### [EXERCISE DESCRIPTION]
Your job is to transcribe the material exactly, every line included.

### [RECORDS]
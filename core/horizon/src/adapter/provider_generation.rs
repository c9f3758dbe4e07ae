//! common::llm のプロバイダで StructuredGeneration を実装するアダプタ
//!
//! Primary は通常モデル + thinking 予算、Fallback は軽量モデルで thinking 設定を送らない。

use std::sync::Arc;

use crate::ports::outbound::{GenerationRequest, ModelTier, StructuredGeneration};
use common::error::Error;
use common::llm::{GenerationConfig, LlmProvider};
use common::ports::outbound::{Log, LogLevel, LogRecord};

pub struct ProviderGeneration {
    primary: Arc<dyn LlmProvider>,
    fallback: Arc<dyn LlmProvider>,
    thinking_budget: Option<u32>,
    temperature: Option<f32>,
    log: Arc<dyn Log>,
}

impl ProviderGeneration {
    pub fn new(
        primary: Arc<dyn LlmProvider>,
        fallback: Arc<dyn LlmProvider>,
        thinking_budget: Option<u32>,
        temperature: Option<f32>,
        log: Arc<dyn Log>,
    ) -> Self {
        Self {
            primary,
            fallback,
            thinking_budget,
            temperature,
            log,
        }
    }

    fn provider_for(&self, tier: ModelTier) -> &dyn LlmProvider {
        match tier {
            ModelTier::Primary => self.primary.as_ref(),
            ModelTier::Fallback => self.fallback.as_ref(),
        }
    }

    fn config_for(&self, request: &GenerationRequest) -> GenerationConfig {
        GenerationConfig {
            response_schema: Some(request.schema.clone()),
            thinking_budget: match request.tier {
                ModelTier::Primary => self.thinking_budget,
                ModelTier::Fallback => None,
            },
            temperature: self.temperature,
        }
    }
}

impl StructuredGeneration for ProviderGeneration {
    fn generate(&self, request: &GenerationRequest) -> Result<String, Error> {
        let provider = self.provider_for(request.tier);
        let config = self.config_for(request);
        let result = provider
            .generate(&request.prompt, &config)
            .and_then(|text| text.ok_or_else(|| Error::json("No response")));
        if let Err(ref e) = result {
            let _ = self.log.log(
                &LogRecord::new(LogLevel::Warn, "adapter", "provider", e.to_string())
                    .field("provider", provider.name())
                    .field("model", provider.model())
                    .field("tier", request.tier.as_str()),
            );
        }
        result
    }
}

### [EXERCISE RESULT]
filename core/horizon/src/adapter/provider_generation.rs
repository c9f3758dbe4e07ae
//! common::llm のプロバイダで StructuredGeneration を実装するアダプタ
//!
//! Primary は通常モデル + thinking 予算、Fallback は軽量モデルで thinking 設定を送らない。

use std::sync::Arc;

use crate::ports::outbound::{GenerationRequest, ModelTier, StructuredGeneration};
use common::error::Error;
use common::llm::{GenerationConfig, LlmProvider};
use common::ports::outbound::{Log, LogLevel, LogRecord};

pub struct ProviderGeneration {
    primary: Arc<dyn LlmProvider>,
    fallback: Arc<dyn LlmProvider>,
    thinking_budget: Option<u32>,
    temperature: Option<f32>,
    log: Arc<dyn Log>,
}

impl ProviderGeneration {
    pub fn new(
        primary: Arc<dyn LlmProvider>,
        fallback: Arc<dyn LlmProvider>,
        thinking_budget: Option<u32>,
        temperature: Option<f32>,
        log: Arc<dyn Log>,
    ) -> Self {
        Self {
            primary,
            fallback,
            thinking_budget,
            temperature,
            log,
        }
    }

    fn provider_for(&self, tier: ModelTier) -> &dyn LlmProvider {
        match tier {
            ModelTier::Primary => self.primary.as_ref(),
            ModelTier::Fallback => self.fallback.as_ref(),
        }
    }

    fn config_for(&self, request: &GenerationRequest) -> GenerationConfig {
        GenerationConfig {
            response_schema: Some(request.schema.clone()),
            thinking_budget: match request.tier {
                ModelTier::Primary => self.thinking_budget,
                ModelTier::Fallback => None,
            },
            temperature: self.temperature,
        }
    }
}

impl StructuredGeneration for ProviderGeneration {
    fn generate(&self, request: &GenerationRequest) -> Result<String, Error> {
        let provider = self.provider_for(request.tier);
        let config = self.config_for(request);
        let result = provider
            .generate(&request.prompt, &config)
            .and_then(|text| text.ok_or_else(|| Error::json("No response")));
        if let Err(ref e) = result {
            let _ = self.log.log(
                &LogRecord::new(LogLevel::Warn, "adapter", "provider", e.to_string())
                    .field("provider", provider.name())
                    .field("model", provider.model())
                    .field("tier", request.tier.as_str()),
            );
        }
        result
    }
}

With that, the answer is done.